Affordable, Award Winning, and Assisted Living, oh my!
December 3 | 2-3pm ET | Earns 1 LU/HSW
Description
Explore the Design for Aging Review Award 2023 merit winners, showcasing facilities that represent conscientious surroundings and advance environments for senior living. These three affordable assisted living community case studies exemplify how architects and their teams are designing innovation solutions that improve the quality of life for older adults within specific project constraints.
Cooperwood Senior Living, Duvall Decker
Gramercy Senior Housing, Kevin Daly Architects
Stonewall House, Marvel
Learning Objectives
- Learn how good aesthetic and functional design impact wellbeing in seniors.
- Learn how thoughtful design can improve the lives of seniors in affordable communities.
- Learn how light, ventilation and biophilia improve wellness during the aging continuum.
- Learn how communities can create enhanced lifestyles by working with the existing site even when it is not seen as the prime spot.
Moderator
Alexis Burck, AIA, NCARB
Alexis leads SmithGroup’s award-winning senior living studio. With over 24 years of experience, she possesses a comprehensive understanding of architectural practice, having spent her career building great teams delivering community healthcare, senior living, and affordable housing design. She serves as the AIA Design for Aging Knowledge Community Leadership Group Co-Chair and is a former board member for the Fund for Elders’ Independence, an Oakland-based PACE program serving low-income seniors in the Bay Area. Alexis graduated with high honors from Carleton College with a Bachelor of Arts and went on to get a Master of Architecture from the UC, Berkeley.
Speakers
Kevin Daly, FAIA
Over his 30-year career, Kevin Daly has defined a design process that upholds the practical magic of architecture – an alchemical conjunction of craft, materials, and form. Bolstered by abundant research, he has demonstrated the benefits of advanced, unconventional building technology in works that are consistently recognized in publications and awards, and range from public schools and custom residences to university buildings, workplaces, and affordable housing. Daly is particularly recognized for reclaiming and transforming sites characteristic of the postwar city, turning generic background buildings into models of community identity. Daly has established a critical practice that is nationally recognized and simultaneously engages the profession as well as the local community. Almost every project has been published nationally or received awards for design excellence. He has served on numerous AIA awards juries, won the first AIA/LA Firm of the Year Award, held distinguished university chairs at Berkeley and Michigan, and is a regular faculty member at UCLA. Through his teaching experience he fosters a next generation of architects across the country.

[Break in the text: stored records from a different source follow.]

//! Tests for the file tools.

use std::fs;

use rstest::{fixture, rstest};

use super::*;
use crate::error::ErrorClass;
use crate::store::DiskStore;
use crate::tests::support::{CLOCK, Workspace};

#[fixture]
fn workspace() -> Workspace {
    Workspace::new()
}

fn tools(workspace: &Workspace) -> FileTools<'_> {
    FileTools::new(workspace.sandbox(), &DiskStore, &CLOCK)
}

fn make_dir(workspace: &Workspace, name: &str) {
    fs::create_dir_all(workspace.path(name)).expect("create fixture dir");
}

#[rstest]
fn reads_a_numbered_window(workspace: Workspace) {
    let path = workspace.write("notes.txt", "a\nb\nc\nd");
    let request = ReadFileRequest {
        offset: 2,
        length: 2,
        show_line_numbers: true,
        ..ReadFileRequest::new(path)
    };

    let text = tools(&workspace).read_file(&request).expect("read succeeds");

    assert_eq!(text, "2: b\n3: c");
}

#[rstest]
fn reads_stop_at_the_line_limit(workspace: Workspace) {
    let path = workspace.write("long.txt", "1\n2\n3\n4");
    let request = ReadFileRequest {
        show_line_numbers: true,
        ..ReadFileRequest::new(path)
    };

    let text = tools(&workspace)
        .with_read_line_limit(2)
        .read_file(&request)
        .expect("read succeeds");

    assert_eq!(text, format!("1: 1\n2: 2\n{TRUNCATION_NOTICE}"));
}

#[rstest]
#[case::past_the_end(9, 0)]
#[case::huge_window(usize::MAX, usize::MAX)]
fn windows_beyond_the_file_are_empty(
    workspace: Workspace,
    #[case] offset: usize,
    #[case] length: usize,
) {
    let path = workspace.write("short.txt", "only");
    let request = ReadFileRequest {
        offset,
        length,
        ..ReadFileRequest::new(path)
    };

    let text = tools(&workspace).read_file(&request).expect("read succeeds");

    assert_eq!(text, "");
}

#[rstest]
fn reads_outside_the_sandbox_are_refused(workspace: Workspace) {
    let path = workspace.write_outside("secret.txt", "hidden");

    let error = tools(&workspace)
        .read_file(&ReadFileRequest::new(path))
        .expect_err("read should be refused");

    assert_eq!(error.class(), ErrorClass::Policy);
}

#[rstest]
fn writes_create_missing_parents(workspace: Workspace) {
    let path = workspace.path("drafts/2024/new.txt");

    let message = tools(&workspace)
        .write_file(&WriteFileRequest::new(&path, "fresh"))
        .expect("write succeeds");

    assert_eq!(message, format!("Content successfully written to {}", path.display()));
    assert_eq!(workspace.read("drafts/2024/new.txt"), "fresh");
}

#[rstest]
fn overwrites_keep_a_backup_when_asked(workspace: Workspace) {
    let path = workspace.write("notes.txt", "old");
    let request = WriteFileRequest {
        create_backup: true,
        ..WriteFileRequest::new(&path, "new")
    };

    tools(&workspace).write_file(&request).expect("write succeeds");

    assert_eq!(workspace.read("notes.txt"), "new");
    let backup = fs::read_to_string(workspace.backup_path("notes.txt")).expect("read backup");
    assert_eq!(backup, "old");
}

#[rstest]
fn appends_extend_the_file(workspace: Workspace) {
    let path = workspace.write("log.txt", "first\n");
    let request = WriteFileRequest {
        append: true,
        ..WriteFileRequest::new(&path, "second\n")
    };

    let message = tools(&workspace).write_file(&request).expect("append succeeds");

    assert!(message.starts_with("Content successfully appended to"), "{message}");
    assert_eq!(workspace.read("log.txt"), "first\nsecond\n");
    assert!(workspace.backups().is_empty());
}

#[rstest]
#[case::outside_root("outside")]
#[case::climbing_out("work/ghost/../../outside")]
fn writes_outside_the_sandbox_create_nothing(workspace: Workspace, #[case] directory: &str) {
    let target = workspace
        .path("..")
        .join(directory)
        .join("planted.txt");

    let error = tools(&workspace)
        .write_file(&WriteFileRequest::new(&target, "x"))
        .expect_err("write should be refused");

    assert!(matches!(error, EditError::PathNotAllowed { .. }), "{error}");
    assert!(!workspace.outside_path("planted.txt").exists());
}

#[rstest]
fn directories_are_created_with_parents(workspace: Workspace) {
    let path = workspace.path("a/b/c");

    let message = tools(&workspace)
        .create_directory(&CreateDirectoryRequest::new(&path))
        .expect("mkdir succeeds");

    assert_eq!(message, format!("Directory created: {}", path.display()));
    assert!(path.is_dir());
}

#[rstest]
fn directories_without_parents_need_their_parent(workspace: Workspace) {
    let request = CreateDirectoryRequest {
        create_parents: false,
        ..CreateDirectoryRequest::new(workspace.path("missing/child"))
    };

    let error = tools(&workspace)
        .create_directory(&request)
        .expect_err("parent is missing");

    assert!(matches!(error, EditError::FileOperationFailed { .. }), "{error}");
}

#[rstest]
#[case("rwx")]
#[case("0999")]
#[case("17777")]
fn permissions_must_be_octal(workspace: Workspace, #[case] permissions: &str) {
    let request = CreateDirectoryRequest {
        permissions: permissions.to_owned(),
        ..CreateDirectoryRequest::new(workspace.path("locked"))
    };

    let error = tools(&workspace)
        .create_directory(&request)
        .expect_err("permissions are invalid");

    assert!(matches!(error, EditError::InvalidPermissions { .. }), "{error}");
    assert!(!workspace.path("locked").exists());
}

#[cfg(unix)]
#[rstest]
fn directory_permissions_are_applied(workspace: Workspace) {
    use std::os::unix::fs::PermissionsExt;

    let request = CreateDirectoryRequest {
        permissions: String::from("0700"),
        ..CreateDirectoryRequest::new(workspace.path("private"))
    };
    tools(&workspace).create_directory(&request).expect("mkdir succeeds");

    let mode = fs::metadata(workspace.path("private"))
        .expect("metadata")
        .permissions()
        .mode();
    assert_eq!(mode & 0o777, 0o700);
}

#[rstest]
fn listings_hide_dot_files_and_sort_by_name(workspace: Workspace) {
    workspace.write("b.txt", "bb");
    workspace.write("a.txt", "a");
    workspace.write(".secret", "s");
    make_dir(&workspace, "docs");

    let listing = tools(&workspace)
        .list_directory(&ListDirectoryRequest::new(workspace.path("")))
        .expect("listing succeeds");

    let lines: Vec<&str> = listing.lines().collect();
    assert_eq!(lines.len(), 3, "{listing}");
    assert!(lines[0].ends_with(" a.txt") && lines[0].contains(" 1 B "), "{listing}");
    assert!(lines[1].ends_with(" b.txt") && lines[1].contains(" 2 B "), "{listing}");
    assert!(lines[2].ends_with(" docs") && lines[2].contains("<DIR>"), "{listing}");
}

#[rstest]
fn recursive_listings_use_relative_names(workspace: Workspace) {
    make_dir(&workspace, "docs/guide");
    make_dir(&workspace, ".cache");
    workspace.write("docs/guide/intro.md", "hi");
    workspace.write(".cache/blob", "x");

    let request = ListDirectoryRequest {
        recursive: true,
        ..ListDirectoryRequest::new(workspace.path("docs"))
    };
    let listing = tools(&workspace)
        .list_directory(&request)
        .expect("listing succeeds");

    let names: Vec<&str> = listing
        .lines()
        .filter_map(|line| line.rsplit(' ').next())
        .collect();
    assert_eq!(names, vec!["docs", "guide", "guide/intro.md"]);
}

#[rstest]
fn recursive_listings_skip_hidden_directories(workspace: Workspace) {
    make_dir(&workspace, ".cache");
    workspace.write(".cache/blob", "x");
    workspace.write("kept.txt", "k");

    let request = ListDirectoryRequest {
        recursive: true,
        ..ListDirectoryRequest::new(workspace.path(""))
    };
    let listing = tools(&workspace)
        .list_directory(&request)
        .expect("listing succeeds");

    assert!(!listing.contains("blob"), "{listing}");
    assert!(listing.contains("kept.txt"), "{listing}");
}

#[rstest]
fn listing_a_file_fails(workspace: Workspace) {
    let path = workspace.write("plain.txt", "x");

    let error = tools(&workspace)
        .list_directory(&ListDirectoryRequest::new(path))
        .expect_err("not a directory");

    assert_eq!(error.class(), ErrorClass::Io);
}

#[rstest]
fn searches_match_globs_and_substrings(workspace: Workspace) {
    make_dir(&workspace, "deep");
    workspace.write("README.md", "");
    workspace.write("notes.txt", "");
    workspace.write("deep/report.md", "");
    let directory = workspace.path("");

    let found = tools(&workspace)
        .search_files(&SearchFilesRequest::new(&directory, "*.md"))
        .expect("search succeeds");

    let expected = [directory.join("README.md"), directory.join("deep/report.md")]
        .map(|path| path.display().to_string())
        .join("\n");
    assert_eq!(found, expected);
}

#[rstest]
fn searches_respect_depth_and_directory_flags(workspace: Workspace) {
    make_dir(&workspace, "notes");
    workspace.write("notes/nested-notes.txt", "");
    workspace.write("notes.txt", "");
    let directory = workspace.path("");
    let request = SearchFilesRequest {
        include_directories: true,
        max_depth: 0,
        ..SearchFilesRequest::new(&directory, "NOTES")
    };

    let found = tools(&workspace).search_files(&request).expect("search succeeds");

    let expected = [directory.join("notes"), directory.join("notes.txt")]
        .map(|path| path.display().to_string())
        .join("\n");
    assert_eq!(found, expected);
}

#[rstest]
fn text_searches_show_context(workspace: Workspace) {
    make_dir(&workspace, "src");
    workspace.write("src/lib.rs", "fn one() {}\nfn two() {}\nfn three() {}");
    workspace.write("src/logo.png", "fn two");
    let directory = workspace.path("src");
    let request = FindInFilesRequest {
        context_lines: 1,
        ..FindInFilesRequest::new(&directory, "TWO")
    };

    let found = tools(&workspace).find_in_files(&request).expect("search succeeds");

    let header = format!("=== {} ===", directory.join("lib.rs").display());
    assert_eq!(
        found,
        format!("{header}\nContext for line 2:\nfn one() {{}}\nfn two() {{}}\nfn three() {{}}\n\n")
    );
}

#[rstest]
fn text_searches_filter_by_file_pattern(workspace: Workspace) {
    workspace.write("a.md", "needle");
    workspace.write("b.txt", "needle");
    let request = FindInFilesRequest {
        file_pattern: String::from("*.txt"),
        case_sensitive: true,
        ..FindInFilesRequest::new(workspace.path(""), "needle")
    };

    let found = tools(&workspace).find_in_files(&request).expect("search succeeds");

    assert!(found.contains("b.txt"), "{found}");
    assert!(!found.contains("a.md"), "{found}");
}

Danielle Cerone, AIA, LEED AP BD+C
Trained in architecture as well as landscape architecture Danielle’s experiences range from large scale urban master plans to transformative interior renovations in New York and abroad. She approaches a scheme of complexity in geometry and scope with a refined work flow and integrated collaboration with clients and consultants. She believes that good design must have respect for a project’s environmental, economic and social contexts. To contribute meaningfully in design is to create spaces that are contextually and sustainably rich, functionally clear and engaging and fun to inhabit. At Marvel Architects she is leading the day to day design of the 26,620sf interior fit out of Brooklyn Public Library and the 125,000sf mix use residential building on Jerome Avenue in the Bronx.
Roy Decker, FAIA
Roy Decker and Anne Marie Duvall Decker formed Duvall Decker to foster Public Good in and beyond the lot lines of each project. Roy’s dedication to design excellence, education, and craft infuses the firm’s work with meaning. For the past three decades, Roy has led the firm to complete public projects of varying scales and types and to achieve significant design recognition. Roy is a design and critical thought leader, whether he is participating in an inner-city neighborhood meeting, serving on student reviews across the country, sharing his perspective in lectures and publications, or inspiring an individual in conversation. In all of these encounters, he exhibits an unwavering commitment to considering the consequences of architectural design work in the lives of others.
Roy holds a Master of Architecture degree from Kent State University. He has been on the faculty of Temple University School of Architecture and Mississippi State University’s School of Architecture. He was selected by the Architectural League of New York to present at the 2017 Emerging Voices lecture series. In 2023 and 2024, his firm was named Best Medium Firm in the Southeast by Architect’s Newspaper, and his firm’s work was recently published in The State of Housing Design by the Joint Center for Housing Studies of Harvard University.